ABOUT THIS TASK: One line at a time, check the entries below for the word "PartialEq", and copy each line that has it.

§

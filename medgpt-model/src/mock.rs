//! Scripted completion client for tests and offline runs.

use std::sync::{Arc, Mutex};

use async_trait::async_trait;

use crate::completion::{CompletionClient, CompletionStream};
use crate::error::{ModelError, Result};
use crate::message::PromptMessage;

#[derive(Debug, Clone)]
enum Script {
    Fragments(Vec<String>),
    Fail(ModelError),
    FailMidStream(Vec<String>, ModelError),
}

/// A [`CompletionClient`] that replays a fixed script and records every request.
#[derive(Debug, Clone)]
pub struct MockCompletionClient {
    name: String,
    script: Script,
    calls: Arc<Mutex<Vec<Vec<PromptMessage>>>>,
}

impl MockCompletionClient {
    /// Stream `fragments` in order for every request.
    pub fn with_fragments<I, S>(fragments: I) -> Self
    where
        I: IntoIterator<Item = S>,
        S: Into<String>,
    {
        Self::scripted(Script::Fragments(fragments.into_iter().map(Into::into).collect()))
    }

    /// Fail every request before any fragment arrives.
    pub fn failing(error: ModelError) -> Self {
        Self::scripted(Script::Fail(error))
    }

    /// Stream `fragments`, then yield `error`.
    pub fn failing_mid_stream<I, S>(fragments: I, error: ModelError) -> Self
    where
        I: IntoIterator<Item = S>,
        S: Into<String>,
    {
        Self::scripted(Script::FailMidStream(fragments.into_iter().map(Into::into).collect(), error))
    }

    fn scripted(script: Script) -> Self {
        Self { name: "mock".to_string(), script, calls: Arc::new(Mutex::new(Vec::new())) }
    }

    pub fn with_name(mut self, name: impl Into<String>) -> Self {
        self.name = name.into();
        self
    }

    /// Messages of every request received so far.
    pub fn calls(&self) -> Vec<Vec<PromptMessage>> {
        self.calls.lock().map(|c| c.clone()).unwrap_or_default()
    }

    pub fn call_count(&self) -> usize {
        self.calls.lock().map(|c| c.len()).unwrap_or_default()
    }
}

#[async_trait]
impl CompletionClient for MockCompletionClient {
    fn name(&self) -> &str {
        &self.name
    }

    async fn stream(&self, messages: Vec<PromptMessage>) -> Result<CompletionStream> {
        if let Ok(mut calls) = self.calls.lock() {
            calls.push(messages);
        }

        match &self.script {
            Script::Fragments(fragments) => Ok(CompletionStream::from_fragments(fragments.clone())),
            Script::Fail(error) => Err(error.clone()),
            Script::FailMidStream(fragments, error) => {
                let items: Vec<Result<String>> = fragments
                    .iter()
                    .cloned()
                    .map(Ok)
                    .chain(std::iter::once(Err(error.clone())))
                    .collect();
                Ok(CompletionStream::new(futures::stream::iter(items)))
            }
        }
    }
}
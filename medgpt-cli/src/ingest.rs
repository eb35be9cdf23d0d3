//! Building the on-disk index from reference files.

use std::path::{Path, PathBuf};

use anyhow::{Context, Result, bail};
use medgpt_rag::{Document, Retriever};
use tracing::{info, warn};

/// File extensions read as plain text.
pub const SUPPORTED_EXTENSIONS: [&str; 3] = ["txt", "md", "markdown"];

#[derive(Debug, Clone, Copy, Default, PartialEq, Eq)]
pub struct IngestReport {
    pub documents: usize,
    pub chunks: usize,
}

fn is_supported(path: &Path) -> bool {
    path.extension()
        .and_then(|ext| ext.to_str())
        .is_some_and(|ext| SUPPORTED_EXTENSIONS.iter().any(|s| s.eq_ignore_ascii_case(ext)))
}

fn walk(dir: &Path, files: &mut Vec<PathBuf>) -> Result<()> {
    let entries =
        std::fs::read_dir(dir).with_context(|| format!("cannot list {}", dir.display()))?;
    for entry in entries {
        let path = entry?.path();
        if path.is_dir() {
            walk(&path, files)?;
        } else if is_supported(&path) {
            files.push(path);
        }
    }
    Ok(())
}

/// Expand directories recursively and keep supported files, sorted and deduplicated.
///
/// Files named explicitly must have a supported extension.
pub fn collect_files(paths: &[PathBuf]) -> Result<Vec<PathBuf>> {
    let mut files = Vec::new();
    for path in paths {
        if path.is_dir() {
            walk(path, &mut files)?;
        } else if !path.exists() {
            bail!("{} does not exist", path.display());
        } else if is_supported(path) {
            files.push(path.clone());
        } else {
            bail!(
                "{} is not a supported file (expected one of: {})",
                path.display(),
                SUPPORTED_EXTENSIONS.join(", ")
            );
        }
    }
    files.sort();
    files.dedup();
    Ok(files)
}

pub async fn load_document(path: &Path) -> Result<Document> {
    let text = tokio::fs::read_to_string(path)
        .await
        .with_context(|| format!("cannot read {}", path.display()))?;
    let mut document = Document::new(path.display().to_string(), text);
    document.source_uri = Some(path.display().to_string());
    if let Some(name) = path.file_name().and_then(|n| n.to_str()) {
        document.metadata.insert("file_name".to_string(), name.to_string());
    }
    Ok(document)
}

/// Chunk, embed and store every supported file under `paths`.
///
/// `retriever` must have been built with a chunker.
pub async fn run(retriever: &Retriever, paths: &[PathBuf]) -> Result<IngestReport> {
    let files = collect_files(paths)?;
    if files.is_empty() {
        warn!("no supported files found");
        return Ok(IngestReport::default());
    }

    retriever.ensure_collection().await?;

    let mut report = IngestReport::default();
    for file in &files {
        let document = load_document(file).await?;
        let chunks = retriever
            .ingest(&document)
            .await
            .with_context(|| format!("failed to index {}", file.display()))?;
        info!(file = %file.display(), chunks = chunks.len(), "indexed file");
        report.documents += 1;
        report.chunks += chunks.len();
    }
    Ok(report)
}
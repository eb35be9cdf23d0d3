//! Append-only record of one session's questions and answers.

use chrono::Local;
use serde::Serialize;

/// Caption format for turn timestamps.
pub const TIMESTAMP_FORMAT: &str = "%Y-%m-%d %H:%M:%S";

#[derive(Debug, Clone, Copy, PartialEq, Eq, Hash, Serialize)]
#[serde(rename_all = "lowercase")]
pub enum TurnRole {
    User,
    Assistant,
}

/// One entry of a [`Transcript`].
#[derive(Debug, Clone, PartialEq, Eq, Serialize)]
pub struct ConversationTurn {
    pub role: TurnRole,
    pub content: String,
    /// Local capture time, formatted with [`TIMESTAMP_FORMAT`].
    pub timestamp: String,
}

impl ConversationTurn {
    fn now(role: TurnRole, content: String) -> Self {
        Self { role, content, timestamp: Local::now().format(TIMESTAMP_FORMAT).to_string() }
    }
}

/// Turns in the order they happened.
///
/// Only [`Session`](crate::Session) appends; every assistant turn directly
/// follows the user turn whose question it answers.
#[derive(Debug, Clone, Default, Serialize)]
pub struct Transcript {
    turns: Vec<ConversationTurn>,
}

impl Transcript {
    pub fn len(&self) -> usize {
        self.turns.len()
    }

    pub fn is_empty(&self) -> bool {
        self.turns.is_empty()
    }

    pub fn turns(&self) -> &[ConversationTurn] {
        &self.turns
    }

    pub fn iter(&self) -> impl Iterator<Item = &ConversationTurn> {
        self.turns.iter()
    }

    pub fn last(&self) -> Option<&ConversationTurn> {
        self.turns.last()
    }

    pub(crate) fn push_user(&mut self, query: &str) {
        self.turns.push(ConversationTurn::now(TurnRole::User, query.to_string()));
    }

    pub(crate) fn push_assistant(&mut self, content: String) {
        debug_assert!(matches!(self.last(), Some(turn) if turn.role == TurnRole::User));
        self.turns.push(ConversationTurn::now(TurnRole::Assistant, content));
    }
}

impl<'a> IntoIterator for &'a Transcript {
    type Item = &'a ConversationTurn;
    type IntoIter = std::slice::Iter<'a, ConversationTurn>;

    fn into_iter(self) -> Self::IntoIter {
        self.turns.iter()
    }
}
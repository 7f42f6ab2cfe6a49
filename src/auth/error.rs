//! Authentication failure kinds

use axum::http::StatusCode;

/// Every way an authentication step can fail.
///
/// These are ordinary return values: hostile or malformed input never panics.
#[derive(Debug, Clone, PartialEq, Eq, thiserror::Error)]
pub enum AuthError {
    /// Wrong password or unknown email at login
    #[error("invalid credentials")]
    InvalidCredentials,

    /// Missing `Authorization` header or wrong scheme prefix
    #[error("malformed authorization header")]
    MalformedAuthHeader,

    /// Token is not a three-part compact serialization we can parse
    #[error("malformed token")]
    TokenMalformed,

    /// MAC mismatch, including tokens asserting another algorithm
    #[error("token signature invalid")]
    TokenSignatureInvalid,

    /// Correctly signed but past its expiration instant
    #[error("token expired")]
    TokenExpired,

    /// Token verified but its subject no longer exists
    #[error("subject not found")]
    SubjectNotFound,

    /// Signing or serialization infrastructure failed
    #[error("token issuance failed: {0}")]
    IssuanceFailure(String),
}

impl AuthError {
    pub const UNAUTHORIZED_MESSAGE: &'static str = "Unauthorized";

    pub fn status_code(&self) -> StatusCode {
        match self {
            AuthError::MalformedAuthHeader => StatusCode::BAD_REQUEST,
            AuthError::IssuanceFailure(_) => StatusCode::INTERNAL_SERVER_ERROR,
            AuthError::InvalidCredentials
            | AuthError::TokenMalformed
            | AuthError::TokenSignatureInvalid
            | AuthError::TokenExpired
            | AuthError::SubjectNotFound => StatusCode::UNAUTHORIZED,
        }
    }

    /// Error type reported to callers. All 401 kinds share one name.
    pub fn error_type(&self) -> &'static str {
        match self {
            AuthError::MalformedAuthHeader => "InvalidRequest",
            AuthError::IssuanceFailure(_) => "InternalError",
            _ => "AuthenticationError",
        }
    }

    pub fn public_message(&self) -> &'static str {
        match self {
            AuthError::InvalidCredentials => "Invalid email or password",
            AuthError::MalformedAuthHeader => "Missing or malformed Authorization header",
            AuthError::IssuanceFailure(_) => "Failed to generate auth token",
            AuthError::TokenMalformed
            | AuthError::TokenSignatureInvalid
            | AuthError::TokenExpired
            | AuthError::SubjectNotFound => Self::UNAUTHORIZED_MESSAGE,
        }
    }

    /// Short kind name for server-side logs
    pub fn kind(&self) -> &'static str {
        match self {
            AuthError::InvalidCredentials => "invalid_credentials",
            AuthError::MalformedAuthHeader => "malformed_auth_header",
            AuthError::TokenMalformed => "token_malformed",
            AuthError::TokenSignatureInvalid => "token_signature_invalid",
            AuthError::TokenExpired => "token_expired",
            AuthError::SubjectNotFound => "subject_not_found",
            AuthError::IssuanceFailure(_) => "issuance_failure",
        }
    }
}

§

RESPONSE:
#[derive(Debug, Clone, Copy, Default, PartialEq, Eq)]
#[derive(Debug, Clone, Copy, PartialEq, Eq, Hash, Serialize)]
#[derive(Debug, Clone, PartialEq, Eq, Serialize)]
#[derive(Debug, Clone, PartialEq, Eq, thiserror::Error)]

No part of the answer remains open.